Mini terremoto elettorale in Spagna e Polonia
Nelle elezioni amministrative spagnole e presidenziali polacche tenutesi domenica scorsa, come si sa, si sono affermate formazioni o personalità che hanno una caratteristica comune: si collocano al di fuori del perimetro di quelle forze politiche, popolari, social-democratiche e liberali, che costituiscono la “maggioranza” che sostiene in Parlamento europeo l’esecutivo guidato da Jean Claude Juncker e che, tradizionalmente, hanno sempre sostenuto il progetto europeo.
Questo voto conferma il trend che ha caratterizzato tutte le elezioni svoltesi dall’inizio dell’anno, a cominciare dalla vittoria di Alexis Tsipras in Grecia a quella di David Cameron nel Regno Unito e all’ingresso al governo in Finlandia del “partito dei finlandesi” fortemente euroscettico.

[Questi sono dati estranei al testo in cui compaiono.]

// system-tests/src/shape.rs
// ============================================================================
// Module: Response Shape Checks
// Description: Field-domain validators for decoded iiko payloads.
// Purpose: Assert invariants the type system does not already enforce.
// Dependencies: iiko-client, regex
// ============================================================================

//! ## Overview
//! Decoding already rejects unknown enum values and missing required fields.
//! These checks cover the remaining domains: fixed root types, `HH:MM` period
//! bounds, weekday numbers, quick-menu grid coordinates, pricing strategy
//! consistency and list counts across `includeDeleted`.

// ============================================================================
// SECTION: Imports
// ============================================================================

use std::sync::LazyLock;

use iiko_client::models::AccountDto;
use iiko_client::models::AccountType;
use iiko_client::models::CashShiftSaveResultDto;
use iiko_client::models::ClientPriceCategoryDto;
use iiko_client::models::PeriodScheduleDto;
use iiko_client::models::QuickMenuDto;
use iiko_client::models::ResultStatus;
use iiko_client::models::accounts::ACCOUNT_ROOT_TYPE;
use iiko_client::models::quick_menus::QUICK_MENU_COLUMNS;
use iiko_client::models::quick_menus::QUICK_MENU_PAGES;
use iiko_client::models::quick_menus::QUICK_MENU_ROWS;
use regex::Regex;
use thiserror::Error;

use crate::harness::CaseFailure;

// ============================================================================
// SECTION: Errors
// ============================================================================

/// A payload field outside its allowed domain.
#[derive(Debug, Clone, PartialEq, Eq, Error)]
#[error("{entity} {id}: {detail}")]
pub struct ShapeViolation {
    /// Entity kind.
    pub entity: &'static str,
    /// Entity identifier.
    pub id: String,
    /// What was wrong.
    pub detail: String,
}

impl ShapeViolation {
    /// Builds a violation.
    fn new(entity: &'static str, id: &str, detail: impl Into<String>) -> Self {
        Self {
            entity,
            id: id.to_string(),
            detail: detail.into(),
        }
    }
}

impl From<ShapeViolation> for CaseFailure {
    fn from(violation: ShapeViolation) -> Self {
        Self::new("shape", violation.to_string())
    }
}

// ============================================================================
// SECTION: Checks
// ============================================================================

/// Matches `HH:MM` period bounds.
static TIME_OF_DAY: LazyLock<Option<Regex>> = LazyLock::new(|| Regex::new(r"^\d{2}:\d{2}$").ok());

/// Returns true when `value` looks like `HH:MM`.
#[must_use]
pub fn is_time_of_day(value: &str) -> bool {
    TIME_OF_DAY.as_ref().is_some_and(|pattern| pattern.is_match(value))
}

/// Checks an account's root type and type domain.
///
/// # Errors
///
/// Returns the first violation found.
pub fn check_account(account: &AccountDto) -> Result<(), ShapeViolation> {
    if account.root_type != ACCOUNT_ROOT_TYPE {
        return Err(ShapeViolation::new(
            "account",
            &account.id,
            format!("rootType is '{}'", account.root_type),
        ));
    }
    if !AccountType::ALL.contains(&account.account_type) {
        return Err(ShapeViolation::new("account", &account.id, "unknown account type"));
    }
    Ok(())
}

/// Checks period bounds and weekday numbers of a schedule.
///
/// # Errors
///
/// Returns the first violation found.
pub fn check_period_schedule(schedule: &PeriodScheduleDto) -> Result<(), ShapeViolation> {
    for period in &schedule.periods {
        for bound in [&period.begin, &period.end] {
            if !is_time_of_day(bound) {
                return Err(ShapeViolation::new(
                    "period schedule",
                    &schedule.id,
                    format!("period bound '{bound}' is not HH:MM"),
                ));
            }
        }
        if let Some(day) = period.days_of_week.iter().find(|day| !(1 ..= 7).contains(*day)) {
            return Err(ShapeViolation::new(
                "period schedule",
                &schedule.id,
                format!("day of week {day} is outside 1..=7"),
            ));
        }
    }
    Ok(())
}

/// Checks page names and label grid coordinates of a quick menu.
///
/// # Errors
///
/// Returns the first violation found.
pub fn check_quick_menu(menu: &QuickMenuDto) -> Result<(), ShapeViolation> {
    if menu.page_names.len() != QUICK_MENU_PAGES {
        return Err(ShapeViolation::new(
            "quick menu",
            &menu.id,
            format!("expected {QUICK_MENU_PAGES} page names, got {}", menu.page_names.len()),
        ));
    }
    let pages = i64::try_from(QUICK_MENU_PAGES).unwrap_or(i64::MAX);
    for label in &menu.labels {
        let in_grid = (0 .. pages).contains(&label.page)
            && (0 .. QUICK_MENU_COLUMNS).contains(&label.x)
            && (0 .. QUICK_MENU_ROWS).contains(&label.y);
        if !in_grid {
            return Err(ShapeViolation::new(
                "quick menu",
                &menu.id,
                format!(
                    "label {} at page {} ({}, {}) is outside the grid",
                    label.entity_id, label.page, label.x, label.y
                ),
            ));
        }
    }
    Ok(())
}

/// Checks that a price category's strategy carries the value its type needs.
///
/// # Errors
///
/// Returns a violation when the strategy is inconsistent.
pub fn check_price_category(category: &ClientPriceCategoryDto) -> Result<(), ShapeViolation> {
    if category.pricing_strategy.is_consistent() {
        Ok(())
    } else {
        Err(ShapeViolation::new(
            "price category",
            &category.id,
            "pricing strategy lacks the value its type requires",
        ))
    }
}

/// Checks that a cash shift save result with `ERROR` reports its errors.
///
/// # Errors
///
/// Returns a violation when an `ERROR` result has no error entries.
pub fn check_save_result(result: &CashShiftSaveResultDto) -> Result<(), ShapeViolation> {
    if result.import_result == ResultStatus::Error && result.error_messages().is_empty() {
        return Err(ShapeViolation::new(
            "cash shift save",
            result.document.as_ref().map_or("-", |document| document.id.as_str()),
            "ERROR result without errors",
        ));
    }
    Ok(())
}

/// Checks that a list including deleted entries is at least as long as one
/// without them.
///
/// # Errors
///
/// Returns a violation when the counts are inverted.
pub fn check_superset(
    entity: &'static str,
    with_deleted: usize,
    without_deleted: usize,
) -> Result<(), ShapeViolation> {
    if with_deleted >= without_deleted {
        Ok(())
    } else {
        Err(ShapeViolation::new(
            entity,
            "list",
            format!(
                "{with_deleted} entries with deleted is fewer than {without_deleted} without"
            ),
        ))
    }
}

// ============================================================================
// SECTION: Tests
// ============================================================================
// system-tests/tests/suites/price_categories.rs
// ============================================================================
// Module: Price Categories Live Tests
// Description: Client price category listing and lookup.
// Purpose: Validate pricing strategy consistency.
// Dependencies: system-tests, iiko-client
// ============================================================================

//! Price category live tests.

use iiko_client::api::REVISION_ALL;
use iiko_client::models::Envelope;
use system_tests::CallContext;
use system_tests::ensure;
use system_tests::shape::check_price_category;
use system_tests::with_env_session;
use tracing::info;

use crate::helpers::live::DynError;

#[tokio::test(flavor = "multi_thread")]
async fn price_categories_have_consistent_strategies() -> Result<(), DynError> {
    with_env_session(async |harness| {
        let no_ids: &[&str] = &[];
        let envelope = harness
            .client()
            .price_categories()
            .list(false, no_ids, REVISION_ALL)
            .await
            .context("price categories")?;
        ensure(envelope.revision.is_some(), "price categories", "no revision")?;
        let categories = envelope.into_response().context("price categories")?;
        info!(count = categories.len(), "price categories retrieved");
        for category in &categories {
            check_price_category(category)?;
        }
        Ok(())
    })
    .await?;
    Ok(())
}

#[tokio::test(flavor = "multi_thread")]
async fn price_category_by_id_matches_listing() -> Result<(), DynError> {
    with_env_session(async |harness| {
        let no_ids: &[&str] = &[];
        let price_categories = harness.client().price_categories();
        let categories = price_categories
            .list(false, no_ids, REVISION_ALL)
            .await
            .and_then(Envelope::into_response)
            .context("price categories")?;
        let Some(first) = categories.first() else {
            info!("no price categories configured");
            return Ok(());
        };
        let category = price_categories.by_id(&first.id).await.context("price category by id")?;
        ensure(category.id == first.id, "price category by id", "id differs")?;
        check_price_category(&category)?;
        Ok(())
    })
    .await?;
    Ok(())
}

Da destra o da sinistra, chi ha vinto insomma o non sostiene il progetto europeo in quanto tale – e quindi l’idea stessa dell’integrazione europea come sviluppatasi in questi anni – o comunque non condivide le sue politiche, a partire da quella sulla governance economica. Sono segnali importanti che non mancheranno di avere riflessi sul futuro dell’Europa e più concretamente sulle decisioni che dovrà prendere già nelle prossime settimane su alcuni fronti “caldi” come la questione dei migranti o la sua stessa governance complessiva sulla base di un rapporto congiunto dei Presidenti del Consiglio europeo, della Banca Centrale, della Commissione europea e dell’Eurogruppo, Tusk, Draghi, Juncker e Dijsselbloem e dei contributi dei governi nazionali (proprio ieri Italia ha inviato un proprio testo).
Non a caso, infatti, già da domani al tradizionale “Discorso della Corona” che apre la nuova legislatura, Elisabetta II leggerà il programma politico di Cameron ed è probabile che, nel capitolo dedicato ai rapporti con l’Europa, emerga la questione della data del referendum e un accenno alle richieste britanniche di quel “meno Europa” che il governo di Sua Maestà invoca per scongiurare l’ipotesi di un’uscita dall’Unione europea.
Lunedì Jean-Claude Juncker si è recato in Gran Bretagna per ascoltare in anteprima quali sono quelle richieste che, immaginiamo, siano molte e tali da ipotizzare, comunque le si veda, uno scenario diverso da quello attuale e certamente lontano da quello disegnato da Draghi questo fine settimana, là dove il presidente della BCE ha affermato con chiarezza che senza una maggiore integrazione, che si concretizzi attraverso la condivisione dei rischi e la governance comune delle riforme, prevede un futuro difficile per l’Unione.
Due visioni lontane fra loro sulle quasi inizia un confronto che si annuncia serrato, se si tiene contro anche dell’emergere di altre situazioni di tensione, come quella riguardo le posizioni assunte via via dal premier ungherese Orban, e che possono avere riflessi immediati anche sul lavoro per così dire “quotidiano” delle istituzioni europee.
Gianfranco Dell’Alba
La Settimana
Questa settimana il Parlamento europeo si riunisce in seduta plenaria a Bruxelles (cd “Mini plenaria” che durerà soltanto un giorno), dove interverrà Ban Ki-moon, Segretario generale delle Nazioni Unite. Inoltre, si riuniscono diverse commissioni parlamentari, a cominciare dalla commisione INTA, dove si voterà il parere dell’On. Lange (S&D, Germania) sull’accordo di libero scambio con gli U.S.A. (cd TTIP). Inoltre, la commissione ENVI approverà l’accordo raggiunto lo scorso 5 maggio sull’MSR.
Un altro importante appuntamento sarà il Consiglio Competitività, durante il quale i Ministri discuteranno la proposta di compromesso presentata dalla Presidenza lettone sul cd “Made in”. La proposta, che ha ricevuto critiche sia dal fronte avverso al Made In che da quello a favore, prevederebbe l’introduzione di una marcatura d’origine obbligatoria per soli due settori (calzature e una parte delle caramiche) con una clausola di revisione. Inoltre, il Consiglio avrà anche un primo scambio di opinioni sulla strategia europea per il mercato unico digitale, presentata lo scorso 6 maggio.